• _SOURCE DATA_
------------------------------------
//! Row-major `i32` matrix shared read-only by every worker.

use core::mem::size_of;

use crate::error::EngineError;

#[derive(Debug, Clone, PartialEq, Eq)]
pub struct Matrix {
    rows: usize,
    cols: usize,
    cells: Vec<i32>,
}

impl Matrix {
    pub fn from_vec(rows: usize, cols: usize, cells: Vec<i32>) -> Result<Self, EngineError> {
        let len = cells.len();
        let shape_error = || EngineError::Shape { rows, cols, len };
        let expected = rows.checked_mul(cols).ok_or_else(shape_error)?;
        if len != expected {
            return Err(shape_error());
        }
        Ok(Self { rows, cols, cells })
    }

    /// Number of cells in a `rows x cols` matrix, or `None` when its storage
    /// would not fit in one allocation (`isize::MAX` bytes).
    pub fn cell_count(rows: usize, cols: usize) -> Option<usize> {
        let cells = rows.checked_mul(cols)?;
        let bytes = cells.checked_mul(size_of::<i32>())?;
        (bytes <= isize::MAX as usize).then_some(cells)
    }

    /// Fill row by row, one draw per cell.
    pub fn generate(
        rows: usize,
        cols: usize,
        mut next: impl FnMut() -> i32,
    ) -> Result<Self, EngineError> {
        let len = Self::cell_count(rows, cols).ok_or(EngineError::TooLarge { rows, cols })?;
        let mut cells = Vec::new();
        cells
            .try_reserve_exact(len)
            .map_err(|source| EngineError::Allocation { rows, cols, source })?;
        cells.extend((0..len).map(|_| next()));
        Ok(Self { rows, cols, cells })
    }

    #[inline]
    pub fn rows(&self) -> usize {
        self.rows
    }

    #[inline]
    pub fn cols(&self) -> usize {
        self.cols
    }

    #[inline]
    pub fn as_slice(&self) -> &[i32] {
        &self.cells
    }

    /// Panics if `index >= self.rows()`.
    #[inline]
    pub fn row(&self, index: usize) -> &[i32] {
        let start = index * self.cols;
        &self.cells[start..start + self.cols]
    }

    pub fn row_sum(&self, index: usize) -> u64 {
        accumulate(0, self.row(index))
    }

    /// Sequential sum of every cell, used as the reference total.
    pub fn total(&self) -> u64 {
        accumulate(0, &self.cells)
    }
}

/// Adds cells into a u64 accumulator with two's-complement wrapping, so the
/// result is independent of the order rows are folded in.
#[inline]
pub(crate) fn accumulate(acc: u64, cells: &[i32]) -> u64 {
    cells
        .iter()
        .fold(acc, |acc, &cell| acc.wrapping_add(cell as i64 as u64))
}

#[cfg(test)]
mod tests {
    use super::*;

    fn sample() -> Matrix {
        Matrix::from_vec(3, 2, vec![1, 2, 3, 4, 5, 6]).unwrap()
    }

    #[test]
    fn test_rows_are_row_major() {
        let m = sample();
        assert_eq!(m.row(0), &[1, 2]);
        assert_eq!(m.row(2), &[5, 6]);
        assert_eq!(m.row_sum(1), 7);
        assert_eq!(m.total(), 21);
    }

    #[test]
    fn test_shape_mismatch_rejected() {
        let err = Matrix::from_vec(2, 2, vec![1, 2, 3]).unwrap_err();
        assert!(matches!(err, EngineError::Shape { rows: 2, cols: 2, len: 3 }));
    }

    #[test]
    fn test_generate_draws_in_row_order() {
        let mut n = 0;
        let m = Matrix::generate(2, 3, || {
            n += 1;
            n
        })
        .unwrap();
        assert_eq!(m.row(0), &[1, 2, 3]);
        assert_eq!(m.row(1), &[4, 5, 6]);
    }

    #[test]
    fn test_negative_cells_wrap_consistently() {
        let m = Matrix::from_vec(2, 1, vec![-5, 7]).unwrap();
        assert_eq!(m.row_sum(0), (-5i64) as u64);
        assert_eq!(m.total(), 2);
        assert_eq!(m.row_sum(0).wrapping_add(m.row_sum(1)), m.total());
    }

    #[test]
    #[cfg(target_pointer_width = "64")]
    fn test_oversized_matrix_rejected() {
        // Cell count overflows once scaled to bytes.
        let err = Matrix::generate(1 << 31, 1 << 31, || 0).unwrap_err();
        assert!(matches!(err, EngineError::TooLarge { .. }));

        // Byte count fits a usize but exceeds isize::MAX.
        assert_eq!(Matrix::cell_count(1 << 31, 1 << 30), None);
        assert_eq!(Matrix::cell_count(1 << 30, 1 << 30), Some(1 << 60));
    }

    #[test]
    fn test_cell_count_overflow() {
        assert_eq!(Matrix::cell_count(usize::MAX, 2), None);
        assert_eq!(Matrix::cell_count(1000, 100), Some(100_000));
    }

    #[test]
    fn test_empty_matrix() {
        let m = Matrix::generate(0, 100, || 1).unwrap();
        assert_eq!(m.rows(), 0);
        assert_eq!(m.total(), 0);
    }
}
------------------------------------
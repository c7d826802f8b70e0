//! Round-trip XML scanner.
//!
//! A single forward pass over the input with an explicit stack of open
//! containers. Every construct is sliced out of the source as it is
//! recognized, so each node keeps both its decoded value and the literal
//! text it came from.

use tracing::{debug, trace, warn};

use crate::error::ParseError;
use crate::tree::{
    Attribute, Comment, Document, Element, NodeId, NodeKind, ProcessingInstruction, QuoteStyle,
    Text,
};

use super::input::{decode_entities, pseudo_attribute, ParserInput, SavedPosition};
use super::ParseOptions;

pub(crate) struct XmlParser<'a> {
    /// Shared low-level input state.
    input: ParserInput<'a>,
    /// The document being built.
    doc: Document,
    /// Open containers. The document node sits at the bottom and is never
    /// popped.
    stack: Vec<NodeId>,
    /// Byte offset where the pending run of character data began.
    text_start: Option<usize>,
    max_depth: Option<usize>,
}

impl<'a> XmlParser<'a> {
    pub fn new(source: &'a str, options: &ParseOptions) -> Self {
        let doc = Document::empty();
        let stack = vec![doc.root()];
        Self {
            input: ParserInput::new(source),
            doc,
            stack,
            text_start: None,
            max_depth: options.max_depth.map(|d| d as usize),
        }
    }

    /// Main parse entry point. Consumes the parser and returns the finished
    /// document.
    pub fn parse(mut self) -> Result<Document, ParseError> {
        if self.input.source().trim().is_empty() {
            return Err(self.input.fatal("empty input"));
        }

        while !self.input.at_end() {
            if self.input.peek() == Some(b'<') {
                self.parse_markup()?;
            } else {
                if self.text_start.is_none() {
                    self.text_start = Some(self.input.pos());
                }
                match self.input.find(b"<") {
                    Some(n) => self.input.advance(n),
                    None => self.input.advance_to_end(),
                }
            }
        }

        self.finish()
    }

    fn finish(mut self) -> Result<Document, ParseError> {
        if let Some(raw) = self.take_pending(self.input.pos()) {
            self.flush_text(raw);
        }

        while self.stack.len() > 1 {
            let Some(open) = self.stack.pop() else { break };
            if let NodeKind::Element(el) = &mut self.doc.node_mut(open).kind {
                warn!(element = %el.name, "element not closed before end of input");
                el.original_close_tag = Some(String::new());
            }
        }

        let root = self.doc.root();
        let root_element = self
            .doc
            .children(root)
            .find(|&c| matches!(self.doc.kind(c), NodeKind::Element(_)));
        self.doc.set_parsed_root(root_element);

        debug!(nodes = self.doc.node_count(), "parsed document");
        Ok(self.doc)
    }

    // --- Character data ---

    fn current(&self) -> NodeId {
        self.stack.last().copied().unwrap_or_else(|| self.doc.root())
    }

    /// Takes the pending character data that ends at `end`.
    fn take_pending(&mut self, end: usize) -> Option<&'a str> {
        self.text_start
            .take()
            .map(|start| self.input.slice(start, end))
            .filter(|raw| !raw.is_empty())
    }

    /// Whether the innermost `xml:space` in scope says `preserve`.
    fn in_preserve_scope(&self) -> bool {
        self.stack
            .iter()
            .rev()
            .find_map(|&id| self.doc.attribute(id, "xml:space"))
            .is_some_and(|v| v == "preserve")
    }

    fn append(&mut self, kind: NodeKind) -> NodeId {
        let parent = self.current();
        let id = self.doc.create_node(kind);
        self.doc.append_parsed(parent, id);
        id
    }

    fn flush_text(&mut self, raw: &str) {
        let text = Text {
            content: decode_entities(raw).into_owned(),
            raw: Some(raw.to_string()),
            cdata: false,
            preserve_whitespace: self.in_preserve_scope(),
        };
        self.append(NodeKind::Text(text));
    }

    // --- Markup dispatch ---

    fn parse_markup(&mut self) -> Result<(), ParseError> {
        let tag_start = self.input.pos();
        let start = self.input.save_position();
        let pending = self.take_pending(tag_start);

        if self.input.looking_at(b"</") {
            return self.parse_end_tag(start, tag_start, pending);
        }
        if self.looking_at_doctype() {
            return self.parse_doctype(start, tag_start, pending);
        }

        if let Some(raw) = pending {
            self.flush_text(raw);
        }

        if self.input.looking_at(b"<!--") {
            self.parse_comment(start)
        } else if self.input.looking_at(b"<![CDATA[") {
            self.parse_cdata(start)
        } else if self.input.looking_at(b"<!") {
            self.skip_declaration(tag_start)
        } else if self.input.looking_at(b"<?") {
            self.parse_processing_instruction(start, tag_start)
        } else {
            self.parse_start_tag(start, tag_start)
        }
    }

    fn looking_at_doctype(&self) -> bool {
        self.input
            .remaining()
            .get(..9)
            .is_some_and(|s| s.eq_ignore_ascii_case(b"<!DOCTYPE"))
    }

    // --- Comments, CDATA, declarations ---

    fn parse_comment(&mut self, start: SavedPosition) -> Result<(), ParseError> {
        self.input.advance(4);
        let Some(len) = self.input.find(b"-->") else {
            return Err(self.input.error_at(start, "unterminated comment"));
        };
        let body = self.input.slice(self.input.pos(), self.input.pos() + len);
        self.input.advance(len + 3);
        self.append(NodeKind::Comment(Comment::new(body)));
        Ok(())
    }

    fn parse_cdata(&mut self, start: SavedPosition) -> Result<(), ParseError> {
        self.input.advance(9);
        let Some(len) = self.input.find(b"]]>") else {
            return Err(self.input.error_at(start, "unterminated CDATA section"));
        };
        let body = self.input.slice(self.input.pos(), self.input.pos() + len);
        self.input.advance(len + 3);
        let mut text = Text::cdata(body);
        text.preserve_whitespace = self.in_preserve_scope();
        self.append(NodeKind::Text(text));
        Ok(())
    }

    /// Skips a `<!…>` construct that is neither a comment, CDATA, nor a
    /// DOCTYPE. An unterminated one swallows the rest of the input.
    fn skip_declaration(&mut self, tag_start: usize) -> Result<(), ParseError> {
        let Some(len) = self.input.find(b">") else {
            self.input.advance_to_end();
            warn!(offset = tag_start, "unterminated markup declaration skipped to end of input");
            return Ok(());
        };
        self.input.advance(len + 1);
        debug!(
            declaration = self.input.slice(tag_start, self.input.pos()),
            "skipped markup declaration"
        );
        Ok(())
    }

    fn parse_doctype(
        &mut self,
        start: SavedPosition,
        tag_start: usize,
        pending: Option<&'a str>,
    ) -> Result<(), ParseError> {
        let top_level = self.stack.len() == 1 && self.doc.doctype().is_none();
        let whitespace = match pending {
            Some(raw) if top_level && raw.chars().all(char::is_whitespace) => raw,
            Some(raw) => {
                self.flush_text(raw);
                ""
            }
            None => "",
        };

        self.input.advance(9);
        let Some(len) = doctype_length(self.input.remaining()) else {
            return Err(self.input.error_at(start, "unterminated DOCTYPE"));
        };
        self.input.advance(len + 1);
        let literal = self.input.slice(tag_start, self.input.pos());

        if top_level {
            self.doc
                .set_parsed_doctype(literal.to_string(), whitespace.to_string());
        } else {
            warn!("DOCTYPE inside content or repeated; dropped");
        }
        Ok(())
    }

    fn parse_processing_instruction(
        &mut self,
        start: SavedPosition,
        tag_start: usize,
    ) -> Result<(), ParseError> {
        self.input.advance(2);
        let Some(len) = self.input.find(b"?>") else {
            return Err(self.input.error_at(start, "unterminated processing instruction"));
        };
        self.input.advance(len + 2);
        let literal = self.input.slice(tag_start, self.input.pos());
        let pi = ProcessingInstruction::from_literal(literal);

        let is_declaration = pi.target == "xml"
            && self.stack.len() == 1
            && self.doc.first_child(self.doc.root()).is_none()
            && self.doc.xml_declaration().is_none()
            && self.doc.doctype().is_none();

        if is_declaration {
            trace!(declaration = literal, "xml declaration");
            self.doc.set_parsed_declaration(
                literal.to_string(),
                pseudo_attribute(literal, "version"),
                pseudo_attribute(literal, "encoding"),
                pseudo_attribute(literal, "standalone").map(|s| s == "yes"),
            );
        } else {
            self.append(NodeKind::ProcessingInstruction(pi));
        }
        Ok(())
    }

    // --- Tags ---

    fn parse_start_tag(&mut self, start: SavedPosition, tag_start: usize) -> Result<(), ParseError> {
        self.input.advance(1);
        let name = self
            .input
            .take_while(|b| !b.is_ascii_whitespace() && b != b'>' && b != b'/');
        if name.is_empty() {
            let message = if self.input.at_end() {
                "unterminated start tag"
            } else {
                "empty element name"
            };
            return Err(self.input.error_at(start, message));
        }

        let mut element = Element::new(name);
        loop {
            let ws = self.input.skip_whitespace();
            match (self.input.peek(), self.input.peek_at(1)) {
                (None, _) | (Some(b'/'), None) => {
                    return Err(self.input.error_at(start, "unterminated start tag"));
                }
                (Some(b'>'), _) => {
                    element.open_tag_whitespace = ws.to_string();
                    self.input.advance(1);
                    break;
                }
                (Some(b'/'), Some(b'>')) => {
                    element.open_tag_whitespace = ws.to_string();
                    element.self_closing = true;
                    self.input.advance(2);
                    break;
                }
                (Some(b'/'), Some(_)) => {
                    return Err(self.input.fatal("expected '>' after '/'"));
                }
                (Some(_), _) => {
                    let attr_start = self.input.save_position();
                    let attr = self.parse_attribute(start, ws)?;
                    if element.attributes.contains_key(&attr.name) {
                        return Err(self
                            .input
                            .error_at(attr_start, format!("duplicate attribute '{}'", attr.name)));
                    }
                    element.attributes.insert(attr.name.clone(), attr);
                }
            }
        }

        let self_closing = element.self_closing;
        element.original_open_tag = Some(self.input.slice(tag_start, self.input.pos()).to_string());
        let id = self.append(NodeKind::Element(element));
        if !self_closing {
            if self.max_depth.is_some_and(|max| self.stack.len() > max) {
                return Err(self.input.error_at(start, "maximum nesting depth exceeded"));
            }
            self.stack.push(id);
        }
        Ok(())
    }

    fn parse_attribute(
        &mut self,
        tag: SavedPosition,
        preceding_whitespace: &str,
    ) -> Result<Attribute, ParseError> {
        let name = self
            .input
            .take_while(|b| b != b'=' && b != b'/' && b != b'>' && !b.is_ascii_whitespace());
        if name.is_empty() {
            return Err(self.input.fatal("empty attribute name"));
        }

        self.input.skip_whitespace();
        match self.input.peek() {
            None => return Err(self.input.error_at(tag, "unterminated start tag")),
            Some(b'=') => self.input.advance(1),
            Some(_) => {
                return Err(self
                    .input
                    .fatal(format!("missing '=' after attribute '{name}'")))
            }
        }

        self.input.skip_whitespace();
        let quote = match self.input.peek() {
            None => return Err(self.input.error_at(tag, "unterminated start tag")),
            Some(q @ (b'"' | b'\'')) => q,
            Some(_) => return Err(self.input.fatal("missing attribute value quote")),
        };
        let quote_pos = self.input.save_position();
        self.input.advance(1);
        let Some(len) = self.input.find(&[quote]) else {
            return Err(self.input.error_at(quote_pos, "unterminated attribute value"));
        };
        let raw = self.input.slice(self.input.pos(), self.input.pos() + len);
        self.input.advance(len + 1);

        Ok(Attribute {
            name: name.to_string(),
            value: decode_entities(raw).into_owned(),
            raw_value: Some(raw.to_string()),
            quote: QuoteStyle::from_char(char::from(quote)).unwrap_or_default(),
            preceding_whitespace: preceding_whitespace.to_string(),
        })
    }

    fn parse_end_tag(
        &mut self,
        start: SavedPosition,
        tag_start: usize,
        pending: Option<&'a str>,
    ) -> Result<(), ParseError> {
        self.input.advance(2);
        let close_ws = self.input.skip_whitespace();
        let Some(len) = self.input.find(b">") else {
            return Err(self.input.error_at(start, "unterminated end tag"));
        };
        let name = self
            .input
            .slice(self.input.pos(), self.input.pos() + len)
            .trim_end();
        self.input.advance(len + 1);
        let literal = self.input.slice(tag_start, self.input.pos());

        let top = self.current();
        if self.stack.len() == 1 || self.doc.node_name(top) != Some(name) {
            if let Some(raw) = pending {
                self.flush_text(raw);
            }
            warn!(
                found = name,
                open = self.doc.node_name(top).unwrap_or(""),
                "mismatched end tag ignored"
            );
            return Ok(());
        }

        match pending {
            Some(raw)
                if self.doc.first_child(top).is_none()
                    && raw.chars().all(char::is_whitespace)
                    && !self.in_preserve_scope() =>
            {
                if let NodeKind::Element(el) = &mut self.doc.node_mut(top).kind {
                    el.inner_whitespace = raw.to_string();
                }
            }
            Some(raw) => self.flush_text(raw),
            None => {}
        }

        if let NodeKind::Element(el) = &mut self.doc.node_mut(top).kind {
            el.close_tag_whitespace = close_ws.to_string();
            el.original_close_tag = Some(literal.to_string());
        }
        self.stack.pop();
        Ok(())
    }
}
------------------------------------
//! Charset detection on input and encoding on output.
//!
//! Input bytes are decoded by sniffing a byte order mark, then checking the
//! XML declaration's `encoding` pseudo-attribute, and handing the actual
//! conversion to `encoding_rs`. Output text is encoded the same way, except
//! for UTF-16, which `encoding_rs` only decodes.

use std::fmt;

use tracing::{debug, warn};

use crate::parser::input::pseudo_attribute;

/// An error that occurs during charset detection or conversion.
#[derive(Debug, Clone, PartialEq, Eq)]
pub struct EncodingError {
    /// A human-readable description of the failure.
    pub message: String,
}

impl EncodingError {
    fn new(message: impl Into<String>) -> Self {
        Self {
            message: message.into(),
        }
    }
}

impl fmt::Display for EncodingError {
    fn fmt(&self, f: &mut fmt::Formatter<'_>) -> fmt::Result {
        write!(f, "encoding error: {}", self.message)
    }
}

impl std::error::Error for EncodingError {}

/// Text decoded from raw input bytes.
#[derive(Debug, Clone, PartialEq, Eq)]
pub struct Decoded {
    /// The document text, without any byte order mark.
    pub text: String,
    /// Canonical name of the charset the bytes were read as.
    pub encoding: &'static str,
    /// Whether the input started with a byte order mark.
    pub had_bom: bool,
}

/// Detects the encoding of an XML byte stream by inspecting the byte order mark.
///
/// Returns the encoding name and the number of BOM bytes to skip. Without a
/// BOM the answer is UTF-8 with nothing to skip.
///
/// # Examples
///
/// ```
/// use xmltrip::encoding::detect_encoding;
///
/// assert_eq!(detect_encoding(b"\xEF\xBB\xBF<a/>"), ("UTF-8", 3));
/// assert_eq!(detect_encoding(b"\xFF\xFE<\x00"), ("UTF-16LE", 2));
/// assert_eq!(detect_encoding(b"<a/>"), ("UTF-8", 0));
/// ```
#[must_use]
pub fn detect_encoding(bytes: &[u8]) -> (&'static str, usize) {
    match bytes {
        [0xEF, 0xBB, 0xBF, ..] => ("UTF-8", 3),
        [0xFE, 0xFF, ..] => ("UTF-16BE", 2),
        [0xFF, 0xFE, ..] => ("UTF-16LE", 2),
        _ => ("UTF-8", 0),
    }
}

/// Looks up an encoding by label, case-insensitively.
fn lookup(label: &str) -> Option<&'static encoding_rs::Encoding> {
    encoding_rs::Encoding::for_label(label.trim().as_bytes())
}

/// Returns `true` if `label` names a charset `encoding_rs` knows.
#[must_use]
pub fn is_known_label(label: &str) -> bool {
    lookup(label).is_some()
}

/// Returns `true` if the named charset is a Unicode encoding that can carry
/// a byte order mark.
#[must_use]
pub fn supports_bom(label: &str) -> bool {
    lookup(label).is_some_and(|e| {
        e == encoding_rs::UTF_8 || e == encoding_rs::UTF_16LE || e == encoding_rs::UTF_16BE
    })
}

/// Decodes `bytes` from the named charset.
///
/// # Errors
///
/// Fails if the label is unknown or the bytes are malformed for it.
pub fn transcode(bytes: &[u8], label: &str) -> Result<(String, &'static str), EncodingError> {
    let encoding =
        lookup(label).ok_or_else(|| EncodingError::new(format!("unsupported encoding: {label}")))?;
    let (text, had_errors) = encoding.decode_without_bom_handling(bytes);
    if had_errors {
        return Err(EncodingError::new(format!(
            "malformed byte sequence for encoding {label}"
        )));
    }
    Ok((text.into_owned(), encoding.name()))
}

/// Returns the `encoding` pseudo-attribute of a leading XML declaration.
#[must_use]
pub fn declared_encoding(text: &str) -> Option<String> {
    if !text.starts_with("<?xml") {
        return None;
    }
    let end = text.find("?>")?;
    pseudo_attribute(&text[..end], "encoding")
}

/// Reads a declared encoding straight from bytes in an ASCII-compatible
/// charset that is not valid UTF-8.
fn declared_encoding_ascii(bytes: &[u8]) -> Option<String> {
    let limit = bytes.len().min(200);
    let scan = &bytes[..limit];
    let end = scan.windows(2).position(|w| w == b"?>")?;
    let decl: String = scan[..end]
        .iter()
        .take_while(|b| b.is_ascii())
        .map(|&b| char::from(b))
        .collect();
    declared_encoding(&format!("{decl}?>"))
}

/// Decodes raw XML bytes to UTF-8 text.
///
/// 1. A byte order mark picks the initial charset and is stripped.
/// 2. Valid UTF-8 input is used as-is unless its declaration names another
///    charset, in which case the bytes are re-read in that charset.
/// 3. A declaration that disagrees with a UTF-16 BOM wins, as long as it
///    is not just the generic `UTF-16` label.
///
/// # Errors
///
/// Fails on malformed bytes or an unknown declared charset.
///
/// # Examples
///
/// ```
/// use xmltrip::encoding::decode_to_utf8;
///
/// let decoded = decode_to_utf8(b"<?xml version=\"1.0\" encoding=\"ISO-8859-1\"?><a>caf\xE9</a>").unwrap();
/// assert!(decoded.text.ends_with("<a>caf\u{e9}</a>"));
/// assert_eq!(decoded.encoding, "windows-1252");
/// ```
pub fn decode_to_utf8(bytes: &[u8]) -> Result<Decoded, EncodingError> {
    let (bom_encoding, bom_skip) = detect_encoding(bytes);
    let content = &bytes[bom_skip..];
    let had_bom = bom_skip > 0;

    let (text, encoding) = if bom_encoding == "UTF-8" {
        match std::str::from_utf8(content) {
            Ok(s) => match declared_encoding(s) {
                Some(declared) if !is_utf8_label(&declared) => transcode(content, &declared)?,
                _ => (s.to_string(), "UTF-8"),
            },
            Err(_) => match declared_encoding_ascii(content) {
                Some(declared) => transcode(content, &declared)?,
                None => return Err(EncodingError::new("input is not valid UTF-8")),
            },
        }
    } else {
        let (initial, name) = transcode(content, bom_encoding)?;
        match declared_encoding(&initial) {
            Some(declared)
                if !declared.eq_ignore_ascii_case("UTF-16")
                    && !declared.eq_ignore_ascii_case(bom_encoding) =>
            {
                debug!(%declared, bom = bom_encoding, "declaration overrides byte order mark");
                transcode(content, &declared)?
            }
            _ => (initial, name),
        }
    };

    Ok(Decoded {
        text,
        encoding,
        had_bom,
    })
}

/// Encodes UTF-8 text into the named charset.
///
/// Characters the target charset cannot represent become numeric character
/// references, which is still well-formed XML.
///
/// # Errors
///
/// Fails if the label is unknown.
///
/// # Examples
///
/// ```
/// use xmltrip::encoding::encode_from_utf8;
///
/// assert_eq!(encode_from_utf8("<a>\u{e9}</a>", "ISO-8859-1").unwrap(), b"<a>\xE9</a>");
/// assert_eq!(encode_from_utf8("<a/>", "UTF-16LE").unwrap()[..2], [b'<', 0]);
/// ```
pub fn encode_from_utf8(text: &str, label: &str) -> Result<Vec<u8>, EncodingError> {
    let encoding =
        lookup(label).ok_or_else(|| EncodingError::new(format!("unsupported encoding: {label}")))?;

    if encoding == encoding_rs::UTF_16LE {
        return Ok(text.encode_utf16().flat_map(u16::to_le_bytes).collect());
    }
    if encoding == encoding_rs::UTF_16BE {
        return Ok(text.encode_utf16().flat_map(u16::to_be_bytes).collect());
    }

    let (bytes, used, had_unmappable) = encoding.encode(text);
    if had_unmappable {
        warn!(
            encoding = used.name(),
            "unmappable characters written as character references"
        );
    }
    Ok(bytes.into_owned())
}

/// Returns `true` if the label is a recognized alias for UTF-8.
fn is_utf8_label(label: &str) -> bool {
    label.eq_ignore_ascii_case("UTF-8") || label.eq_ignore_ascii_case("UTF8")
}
------------------------------------
• _EXERCISE AIM_
Would you print exactly, and only, the lines of the data above from the line with "use crate::error::EngineError;" through the line with "let expected = rows.checked_mul(cols).ok_or_else(shape_error)?;", inclusive?

• _SOLUTION BELOW_
use crate::error::EngineError;

#[derive(Debug, Clone, PartialEq, Eq)]
pub struct Matrix {
    rows: usize,
    cols: usize,
    cells: Vec<i32>,
}

impl Matrix {
    pub fn from_vec(rows: usize, cols: usize, cells: Vec<i32>) -> Result<Self, EngineError> {
        let len = cells.len();
        let shape_error = || EngineError::Shape { rows, cols, len };
        let expected = rows.checked_mul(cols).ok_or_else(shape_error)?;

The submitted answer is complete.